A new question and answer department featuring LASN readers

LASN called some of its subscribers, who are active in public space design, implementation and maintenance to solicit their comments on these topics. Below are the responses to questions about special considerations that must be taken when designing public areas, and any concerns they have had on their projects.

A main concern is always budget. what can we realistically afford to do with a project? Budget concerns are certainly a key factor, as well as maintenance of the project once it has been completed. No matter what you design, it has to be maintained in the long run. It must be designed to be maintained. Those are certainly two key considerations, as well as making sure that the community is satisfied with the project.

Because we are a public office, we have to meet with various civic organizations, associations and committees to make sure that we know what they want. Who we meet with depends on the size of the park and its location, but they usually get a chance to review the plans and designs, and we always try to work together with the public to make sure that they’re happy and that we can maintain the area.

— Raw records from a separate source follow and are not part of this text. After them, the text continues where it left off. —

//! # Local Catalog
//!
//! The embedded relational store of record: interned blocks and blocksets,
//! files, filesets, and the remote-volume lifecycle table (spec.md §4.3).
//! Built on `rusqlite` with a bundled SQLite, the same way `b2_backup`'s
//! manifest store works, generalized from a single JSON-snapshot table to
//! the full normalized schema this design calls for.
//!
//! Catalog access happens from a single orchestrating context (spec.md §5):
//! no internal locking beyond the advisory file lock taken at [`Catalog::open`]
//! time to stop two processes from touching the same catalog file at once.

mod schema;

use crate::error::{CatalogStateError, CoreError, InvariantError, Result};
use crate::model::{Block, Blockset, BlockRef, FileKind, FileRecord, Fileset, FilesetEntry, RemoteVolume, VolumeKind, VolumeState};
use crate::object_store::{FlushHook, QueueOp};
use chrono::{DateTime, Utc};
use fs2::FileExt;
use rusqlite::{params, Connection, OptionalExtension};
use std::fs::File;
use std::path::{Path, PathBuf};
use std::sync::{Arc, Mutex};

/// A catalog shared between the orchestrating engine code and the upload
/// queue's flush hook. The hook only ever locks it for the duration of a
/// single state-transition update, never across an `.await`.
pub type SharedCatalog = Arc<Mutex<Catalog>>;

/// Builds the flush hook described in spec.md §4.1: invoked on the queue's
/// worker immediately before an upload begins, it promotes the matching
/// remote-volume row from `temporary` to `uploading` atomically with the
/// upload attempt.
pub fn flush_hook(catalog: SharedCatalog) -> FlushHook {
    Arc::new(move |op| {
        if let QueueOp::Upload { name } = op {
            let cat = match catalog.lock() {
                Ok(cat) => cat,
                Err(_) => return,
            };
            if let Ok(Some(id)) = cat.find_remote_volume_by_name(name) {
                let _ = cat.update_remote_volume(id, VolumeState::Uploading, None);
            }
        }
    })
}

/// A fileset under construction, not yet durable. Held in memory and handed
/// to [`Catalog::write_fileset`] as a single transaction once a backup run
/// finishes chunking and interning every file (an in-process stand-in for a
/// SQL scratch table, since there is only ever one writer at a time).
pub struct TempFileset {
    pub timestamp: DateTime<Utc>,
    pub is_full_backup: bool,
    pub entries: Vec<TempFilesetEntry>,
}

pub struct TempFilesetEntry {
    pub path: String,
    pub kind: FileKind,
    pub content_blockset_id: Option<i64>,
    pub metadata_blockset_id: Option<i64>,
    pub modified: DateTime<Utc>,
    pub lastmodified: bool,
}

impl TempFileset {
    pub fn push(&mut self, entry: TempFilesetEntry) {
        self.entries.push(entry);
    }
}

/// The local catalog database, plus an advisory lock on the backing file.
pub struct Catalog {
    conn: Connection,
    _lock: Option<File>,
}

fn lock_path(db_path: &Path) -> PathBuf {
    let mut p = db_path.as_os_str().to_owned();
    p.push(".lock");
    PathBuf::from(p)
}

fn acquire_lock(db_path: &Path) -> Result<Option<File>> {
    if db_path == Path::new(":memory:") {
        return Ok(None);
    }
    let lock_file = File::create(lock_path(db_path))?;
    lock_file
        .try_lock_exclusive()
        .map_err(|_| CatalogStateError::Locked(db_path.to_path_buf()))?;
    Ok(Some(lock_file))
}
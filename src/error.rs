//! # Error Types
//!
//! Defines a structured error hierarchy for the storage core using `thiserror`.
//! Variants are grouped the way the design classifies failures: user-input,
//! catalog-state, invariant, backend-transient, backend-permanent, and
//! integrity errors each carry enough context for meaningful diagnostics
//! without exposing internal implementation details to the caller.

use std::path::PathBuf;
use thiserror::Error;

/// Top-level error type encompassing all failure modes in the storage core.
#[derive(Error, Debug)]
pub enum CoreError {
    #[error("configuration error: {0}")]
    Config(#[from] ConfigError),

    #[error(transparent)]
    UserInput(#[from] UserInputError),

    #[error(transparent)]
    CatalogState(#[from] CatalogStateError),

    #[error(transparent)]
    Invariant(#[from] InvariantError),

    #[error("backend request failed, will retry: {0}")]
    BackendTransient(String),

    #[error("backend request failed permanently: {0}")]
    BackendPermanent(String),

    #[error(transparent)]
    Integrity(#[from] IntegrityError),

    #[error("encryption error: {0}")]
    Crypto(#[from] CryptoError),

    #[error("sqlite error: {0}")]
    Sqlite(#[from] rusqlite::Error),

    #[error("volume container error: {0}")]
    Zip(#[from] zip::result::ZipError),

    #[error(transparent)]
    Io(#[from] std::io::Error),

    #[error(transparent)]
    Other(#[from] anyhow::Error),
}

/// Configuration parsing and validation errors.
#[derive(Error, Debug)]
pub enum ConfigError {
    #[error("config file not found (searched: {searched:?})")]
    NotFound { searched: Vec<PathBuf> },

    #[error("failed to parse config: {source}")]
    Parse {
        #[source]
        source: toml::de::Error,
    },

    #[error("invalid config: {message}")]
    Validation { message: String },
}

/// Errors that are the caller's fault and must fail fast with no side effects.
#[derive(Error, Debug)]
pub enum UserInputError {
    #[error("an empty filter would purge every file in the fileset; refusing")]
    EmptyFilterPurgeNotAllowed,

    #[error("no filesets matched the requested version/time selection")]
    NoMatchingVersions,

    #[error("catalog database not found at {0}")]
    CatalogMissing(PathBuf),

    #[error("restore target {0} already exists and is not empty; pass --force to overwrite")]
    TargetNotEmpty(PathBuf),
}

/// Errors caused by the catalog being in a state that forbids the requested operation.
#[derive(Error, Debug)]
pub enum CatalogStateError {
    #[error("catalog at {0} is partially recreated; run `repair` before purge/compact")]
    PartiallyRecreated(PathBuf),

    #[error("catalog is mid-repair; cannot start a purge or compact concurrently")]
    MidRepair,

    #[error("{count} orphan file(s) exist; purge/compact preconditions require zero")]
    OrphanFilesPresent { count: i64 },

    #[error("catalog is locked by another process: {0}")]
    Locked(PathBuf),
}

/// Internal invariant violations — always fatal, never retried.
#[derive(Error, Debug)]
pub enum InvariantError {
    #[error(
        "probed timestamp {candidate} is not strictly before the next-newer fileset ({next_newer}); \
         remove the interfering volume or choose different versions"
    )]
    TimestampCollision {
        candidate: chrono::DateTime<chrono::Utc>,
        next_newer: chrono::DateTime<chrono::Utc>,
    },

    #[error("remote volume {id} cannot transition from {from:?} to {to:?}")]
    IllegalStateTransition {
        id: i64,
        from: crate::model::VolumeState,
        to: crate::model::VolumeState,
    },

    #[error("block ({hash}, {size}) collides with an existing block of a different size")]
    BlockHashSizeCollision { hash: String, size: u64 },

    #[error("fileset timestamps are not strictly monotonic: {0} is not after {1}")]
    NonMonotonicFileset(chrono::DateTime<chrono::Utc>, chrono::DateTime<chrono::Utc>),

    #[error("referential integrity violated: {0}")]
    Referential(String),
}

/// Errors surfaced by the consistency verifier.
#[derive(Error, Debug)]
pub enum IntegrityError {
    #[error("blob missing from backend: {name}")]
    BlobMissing { name: String },

    #[error("blob size mismatch for {name}: catalog says {expected}, backend has {actual}")]
    SizeMismatch {
        name: String,
        expected: u64,
        actual: u64,
    },

    #[error("unexpected blob present on backend with no catalog row: {name}")]
    ExtraBlob { name: String },

    #[error("block {hash} is referenced in volume {volume} but absent from its decoded contents")]
    BlockMissingFromVolume { hash: String, volume: String },

    #[error("restored content for {path} does not match its recorded hash (expected {expected}, got {actual})")]
    ContentMismatch {
        path: String,
        expected: String,
        actual: String,
    },
}

/// Cryptographic operation errors.
#[derive(Error, Debug)]
pub enum CryptoError {
    #[error("encryption failed: invalid key length")]
    InvalidKeyLength,

    #[error("decryption failed: authentication tag mismatch (corrupted or wrong key)")]
    DecryptionFailed,
}

pub type Result<T> = std::result::Result<T, CoreError>;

Mollie O’Donnell, Landscape Architect
Columbus Recreation and Parks
Columbus, Ohio

Most of our work is custom residential, so if we do get park space, its as a part of the developer’s other work that we do. Our main concern when we do these areas is to make sure that spaces work for people, depending on their needs. The residents of one of our projects, Nellie Gail (an upscale residential area in Orange County, CA), are primarily horse oriented, so we want to make sure that they have areas where they can tie their horses up and sit under a tree and have a picnic if they choose to.

Another project might have a totally different focus, such as some of the developments that we’ve done down near the ocean. One of the problems with parks and public spaces I see is that, when I grew up, you had transition areas that were created by shrubbery and bushes. Today, however, safety concerns have eliminated almost everything except trees and turf. It’s unfortunate because its difficult to design an area where a family can go and feel at least semi-private in. Those are the kinds of spaces that we’d like to create, small spaces where families can have picnics or gatherings and feel comfortable.

Ron Leland
Project Manager
Daniel Stewart & Assoc., Landscape Architects

Most of the parks and public spaces that we’ve done have been in the Los Angeles area, both city and county, for the recreation department and the community redevelopment agency. Probably the most important element of parks and public spaces that we’ve done is public safety. Making sure that proper lighting has been installed, playground equipment is durable enough and installed with an adequate safety area around it, plantings that aren’t going to obstruct the view of traffic either approaching or leaving the area or hide undesirable behaviors, or that could heighten the perception that there is a potential for danger there.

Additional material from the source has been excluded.